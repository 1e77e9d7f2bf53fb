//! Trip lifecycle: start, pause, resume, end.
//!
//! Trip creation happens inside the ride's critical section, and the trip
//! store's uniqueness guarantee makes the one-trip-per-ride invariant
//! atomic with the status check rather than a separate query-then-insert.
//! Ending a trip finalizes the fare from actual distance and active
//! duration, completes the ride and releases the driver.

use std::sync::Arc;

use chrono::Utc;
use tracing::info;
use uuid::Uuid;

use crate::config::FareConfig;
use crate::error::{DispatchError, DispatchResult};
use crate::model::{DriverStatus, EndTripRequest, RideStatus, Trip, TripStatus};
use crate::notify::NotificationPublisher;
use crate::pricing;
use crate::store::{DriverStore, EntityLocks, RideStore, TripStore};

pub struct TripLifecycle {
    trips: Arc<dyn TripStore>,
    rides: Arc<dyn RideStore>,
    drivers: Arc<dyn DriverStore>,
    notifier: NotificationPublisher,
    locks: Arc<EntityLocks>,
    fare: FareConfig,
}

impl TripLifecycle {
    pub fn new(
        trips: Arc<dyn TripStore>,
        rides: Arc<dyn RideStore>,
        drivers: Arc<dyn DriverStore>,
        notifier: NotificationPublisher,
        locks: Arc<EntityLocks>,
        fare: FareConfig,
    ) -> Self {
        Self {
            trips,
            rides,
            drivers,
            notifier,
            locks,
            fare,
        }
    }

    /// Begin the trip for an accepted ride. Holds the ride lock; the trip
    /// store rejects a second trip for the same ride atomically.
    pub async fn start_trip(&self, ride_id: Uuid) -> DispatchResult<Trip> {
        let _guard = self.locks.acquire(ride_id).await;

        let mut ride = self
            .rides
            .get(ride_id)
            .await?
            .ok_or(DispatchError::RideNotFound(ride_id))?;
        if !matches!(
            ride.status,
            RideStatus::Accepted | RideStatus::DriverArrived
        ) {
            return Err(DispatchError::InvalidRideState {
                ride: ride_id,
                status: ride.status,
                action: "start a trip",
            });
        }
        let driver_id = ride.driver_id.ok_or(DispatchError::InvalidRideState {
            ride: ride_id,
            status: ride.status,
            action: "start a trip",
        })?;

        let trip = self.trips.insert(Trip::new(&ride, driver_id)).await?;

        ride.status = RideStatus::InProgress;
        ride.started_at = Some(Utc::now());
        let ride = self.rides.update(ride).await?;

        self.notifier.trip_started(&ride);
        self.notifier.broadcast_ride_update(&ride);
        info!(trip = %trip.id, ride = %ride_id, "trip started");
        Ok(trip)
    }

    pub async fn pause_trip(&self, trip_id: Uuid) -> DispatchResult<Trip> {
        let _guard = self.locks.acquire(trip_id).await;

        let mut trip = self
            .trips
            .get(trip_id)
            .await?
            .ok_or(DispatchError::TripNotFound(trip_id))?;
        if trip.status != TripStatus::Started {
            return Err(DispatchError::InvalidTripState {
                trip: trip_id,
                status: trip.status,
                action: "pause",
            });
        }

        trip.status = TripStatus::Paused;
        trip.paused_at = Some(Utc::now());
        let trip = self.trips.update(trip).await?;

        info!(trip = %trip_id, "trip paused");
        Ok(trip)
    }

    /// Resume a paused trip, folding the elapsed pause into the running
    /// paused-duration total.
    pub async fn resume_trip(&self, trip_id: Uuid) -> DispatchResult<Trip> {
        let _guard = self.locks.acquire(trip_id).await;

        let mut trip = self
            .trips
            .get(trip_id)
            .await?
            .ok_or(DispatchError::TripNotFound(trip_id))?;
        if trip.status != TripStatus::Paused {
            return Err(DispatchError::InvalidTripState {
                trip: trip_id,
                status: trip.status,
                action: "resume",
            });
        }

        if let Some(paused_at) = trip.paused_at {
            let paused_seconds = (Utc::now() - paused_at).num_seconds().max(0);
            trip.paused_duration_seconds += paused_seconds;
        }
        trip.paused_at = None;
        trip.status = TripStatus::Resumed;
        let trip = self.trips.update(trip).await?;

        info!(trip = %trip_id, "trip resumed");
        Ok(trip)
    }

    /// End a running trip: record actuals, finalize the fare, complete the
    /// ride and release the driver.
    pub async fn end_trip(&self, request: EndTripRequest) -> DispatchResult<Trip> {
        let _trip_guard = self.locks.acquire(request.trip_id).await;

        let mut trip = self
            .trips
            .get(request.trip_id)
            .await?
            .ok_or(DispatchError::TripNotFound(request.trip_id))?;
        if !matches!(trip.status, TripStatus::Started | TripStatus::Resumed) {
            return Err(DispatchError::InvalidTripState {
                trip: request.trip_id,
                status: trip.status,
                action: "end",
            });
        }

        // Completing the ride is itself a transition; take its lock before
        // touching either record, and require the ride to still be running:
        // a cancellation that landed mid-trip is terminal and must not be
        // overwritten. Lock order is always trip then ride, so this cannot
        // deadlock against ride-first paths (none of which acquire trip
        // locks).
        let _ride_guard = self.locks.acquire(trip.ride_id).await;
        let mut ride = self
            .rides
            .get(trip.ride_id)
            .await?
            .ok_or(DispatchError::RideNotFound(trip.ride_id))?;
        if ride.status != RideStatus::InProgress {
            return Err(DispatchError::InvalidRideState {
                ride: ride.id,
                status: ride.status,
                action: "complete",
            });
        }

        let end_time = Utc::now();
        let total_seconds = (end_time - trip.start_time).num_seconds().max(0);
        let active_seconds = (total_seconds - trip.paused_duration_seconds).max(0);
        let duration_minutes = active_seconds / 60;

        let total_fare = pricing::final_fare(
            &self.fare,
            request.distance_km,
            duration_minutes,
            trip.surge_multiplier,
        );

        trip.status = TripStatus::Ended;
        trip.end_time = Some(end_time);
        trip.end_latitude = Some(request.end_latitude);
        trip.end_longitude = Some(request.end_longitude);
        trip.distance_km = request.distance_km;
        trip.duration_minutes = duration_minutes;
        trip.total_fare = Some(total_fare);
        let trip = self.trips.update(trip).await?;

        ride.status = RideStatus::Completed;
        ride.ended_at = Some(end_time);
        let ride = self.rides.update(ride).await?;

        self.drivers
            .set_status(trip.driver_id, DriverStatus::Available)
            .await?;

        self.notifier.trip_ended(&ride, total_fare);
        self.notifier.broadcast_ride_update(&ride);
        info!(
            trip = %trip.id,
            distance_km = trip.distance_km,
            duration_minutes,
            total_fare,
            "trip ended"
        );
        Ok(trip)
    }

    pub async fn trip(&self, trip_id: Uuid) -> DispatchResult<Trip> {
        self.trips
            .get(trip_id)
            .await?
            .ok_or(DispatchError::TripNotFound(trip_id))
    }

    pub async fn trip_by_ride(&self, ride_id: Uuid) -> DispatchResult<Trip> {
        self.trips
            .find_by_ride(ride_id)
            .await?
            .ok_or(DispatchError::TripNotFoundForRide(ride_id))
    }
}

EXERCISE REQUIREMENTS
Give the records again, complete and exact.

RESULT OF THIS TASK
repository 1e77e9d7f2bf53fb
//! Trip lifecycle: start, pause, resume, end.
//!
//! Trip creation happens inside the ride's critical section, and the trip
//! store's uniqueness guarantee makes the one-trip-per-ride invariant
//! atomic with the status check rather than a separate query-then-insert.
//! Ending a trip finalizes the fare from actual distance and active
//! duration, completes the ride and releases the driver.

use std::sync::Arc;

use chrono::Utc;
use tracing::info;
use uuid::Uuid;

use crate::config::FareConfig;
use crate::error::{DispatchError, DispatchResult};
use crate::model::{DriverStatus, EndTripRequest, RideStatus, Trip, TripStatus};
use crate::notify::NotificationPublisher;
use crate::pricing;
use crate::store::{DriverStore, EntityLocks, RideStore, TripStore};

pub struct TripLifecycle {
    trips: Arc<dyn TripStore>,
    rides: Arc<dyn RideStore>,
    drivers: Arc<dyn DriverStore>,
    notifier: NotificationPublisher,
    locks: Arc<EntityLocks>,
    fare: FareConfig,
}

impl TripLifecycle {
    pub fn new(
        trips: Arc<dyn TripStore>,
        rides: Arc<dyn RideStore>,
        drivers: Arc<dyn DriverStore>,
        notifier: NotificationPublisher,
        locks: Arc<EntityLocks>,
        fare: FareConfig,
    ) -> Self {
        Self {
            trips,
            rides,
            drivers,
            notifier,
            locks,
            fare,
        }
    }

    /// Begin the trip for an accepted ride. Holds the ride lock; the trip
    /// store rejects a second trip for the same ride atomically.
    pub async fn start_trip(&self, ride_id: Uuid) -> DispatchResult<Trip> {
        let _guard = self.locks.acquire(ride_id).await;

        let mut ride = self
            .rides
            .get(ride_id)
            .await?
            .ok_or(DispatchError::RideNotFound(ride_id))?;
        if !matches!(
            ride.status,
            RideStatus::Accepted | RideStatus::DriverArrived
        ) {
            return Err(DispatchError::InvalidRideState {
                ride: ride_id,
                status: ride.status,
                action: "start a trip",
            });
        }
        let driver_id = ride.driver_id.ok_or(DispatchError::InvalidRideState {
            ride: ride_id,
            status: ride.status,
            action: "start a trip",
        })?;

        let trip = self.trips.insert(Trip::new(&ride, driver_id)).await?;

        ride.status = RideStatus::InProgress;
        ride.started_at = Some(Utc::now());
        let ride = self.rides.update(ride).await?;

        self.notifier.trip_started(&ride);
        self.notifier.broadcast_ride_update(&ride);
        info!(trip = %trip.id, ride = %ride_id, "trip started");
        Ok(trip)
    }

    pub async fn pause_trip(&self, trip_id: Uuid) -> DispatchResult<Trip> {
        let _guard = self.locks.acquire(trip_id).await;

        let mut trip = self
            .trips
            .get(trip_id)
            .await?
            .ok_or(DispatchError::TripNotFound(trip_id))?;
        if trip.status != TripStatus::Started {
            return Err(DispatchError::InvalidTripState {
                trip: trip_id,
                status: trip.status,
                action: "pause",
            });
        }

        trip.status = TripStatus::Paused;
        trip.paused_at = Some(Utc::now());
        let trip = self.trips.update(trip).await?;

        info!(trip = %trip_id, "trip paused");
        Ok(trip)
    }

    /// Resume a paused trip, folding the elapsed pause into the running
    /// paused-duration total.
    pub async fn resume_trip(&self, trip_id: Uuid) -> DispatchResult<Trip> {
        let _guard = self.locks.acquire(trip_id).await;

        let mut trip = self
            .trips
            .get(trip_id)
            .await?
            .ok_or(DispatchError::TripNotFound(trip_id))?;
        if trip.status != TripStatus::Paused {
            return Err(DispatchError::InvalidTripState {
                trip: trip_id,
                status: trip.status,
                action: "resume",
            });
        }

        if let Some(paused_at) = trip.paused_at {
            let paused_seconds = (Utc::now() - paused_at).num_seconds().max(0);
            trip.paused_duration_seconds += paused_seconds;
        }
        trip.paused_at = None;
        trip.status = TripStatus::Resumed;
        let trip = self.trips.update(trip).await?;

        info!(trip = %trip_id, "trip resumed");
        Ok(trip)
    }

    /// End a running trip: record actuals, finalize the fare, complete the
    /// ride and release the driver.
    pub async fn end_trip(&self, request: EndTripRequest) -> DispatchResult<Trip> {
        let _trip_guard = self.locks.acquire(request.trip_id).await;

        let mut trip = self
            .trips
            .get(request.trip_id)
            .await?
            .ok_or(DispatchError::TripNotFound(request.trip_id))?;
        if !matches!(trip.status, TripStatus::Started | TripStatus::Resumed) {
            return Err(DispatchError::InvalidTripState {
                trip: request.trip_id,
                status: trip.status,
                action: "end",
            });
        }

        // Completing the ride is itself a transition; take its lock before
        // touching either record, and require the ride to still be running:
        // a cancellation that landed mid-trip is terminal and must not be
        // overwritten. Lock order is always trip then ride, so this cannot
        // deadlock against ride-first paths (none of which acquire trip
        // locks).
        let _ride_guard = self.locks.acquire(trip.ride_id).await;
        let mut ride = self
            .rides
            .get(trip.ride_id)
            .await?
            .ok_or(DispatchError::RideNotFound(trip.ride_id))?;
        if ride.status != RideStatus::InProgress {
            return Err(DispatchError::InvalidRideState {
                ride: ride.id,
                status: ride.status,
                action: "complete",
            });
        }

        let end_time = Utc::now();
        let total_seconds = (end_time - trip.start_time).num_seconds().max(0);
        let active_seconds = (total_seconds - trip.paused_duration_seconds).max(0);
        let duration_minutes = active_seconds / 60;

        let total_fare = pricing::final_fare(
            &self.fare,
            request.distance_km,
            duration_minutes,
            trip.surge_multiplier,
        );

        trip.status = TripStatus::Ended;
        trip.end_time = Some(end_time);
        trip.end_latitude = Some(request.end_latitude);
        trip.end_longitude = Some(request.end_longitude);
        trip.distance_km = request.distance_km;
        trip.duration_minutes = duration_minutes;
        trip.total_fare = Some(total_fare);
        let trip = self.trips.update(trip).await?;

        ride.status = RideStatus::Completed;
        ride.ended_at = Some(end_time);
        let ride = self.rides.update(ride).await?;

        self.drivers
            .set_status(trip.driver_id, DriverStatus::Available)
            .await?;

        self.notifier.trip_ended(&ride, total_fare);
        self.notifier.broadcast_ride_update(&ride);
        info!(
            trip = %trip.id,
            distance_km = trip.distance_km,
            duration_minutes,
            total_fare,
            "trip ended"
        );
        Ok(trip)
    }

    pub async fn trip(&self, trip_id: Uuid) -> DispatchResult<Trip> {
        self.trips
            .get(trip_id)
            .await?
            .ok_or(DispatchError::TripNotFound(trip_id))
    }

    pub async fn trip_by_ride(&self, ride_id: Uuid) -> DispatchResult<Trip> {
        self.trips
            .find_by_ride(ride_id)
            .await?
            .ok_or(DispatchError::TripNotFoundForRide(ride_id))
    }
}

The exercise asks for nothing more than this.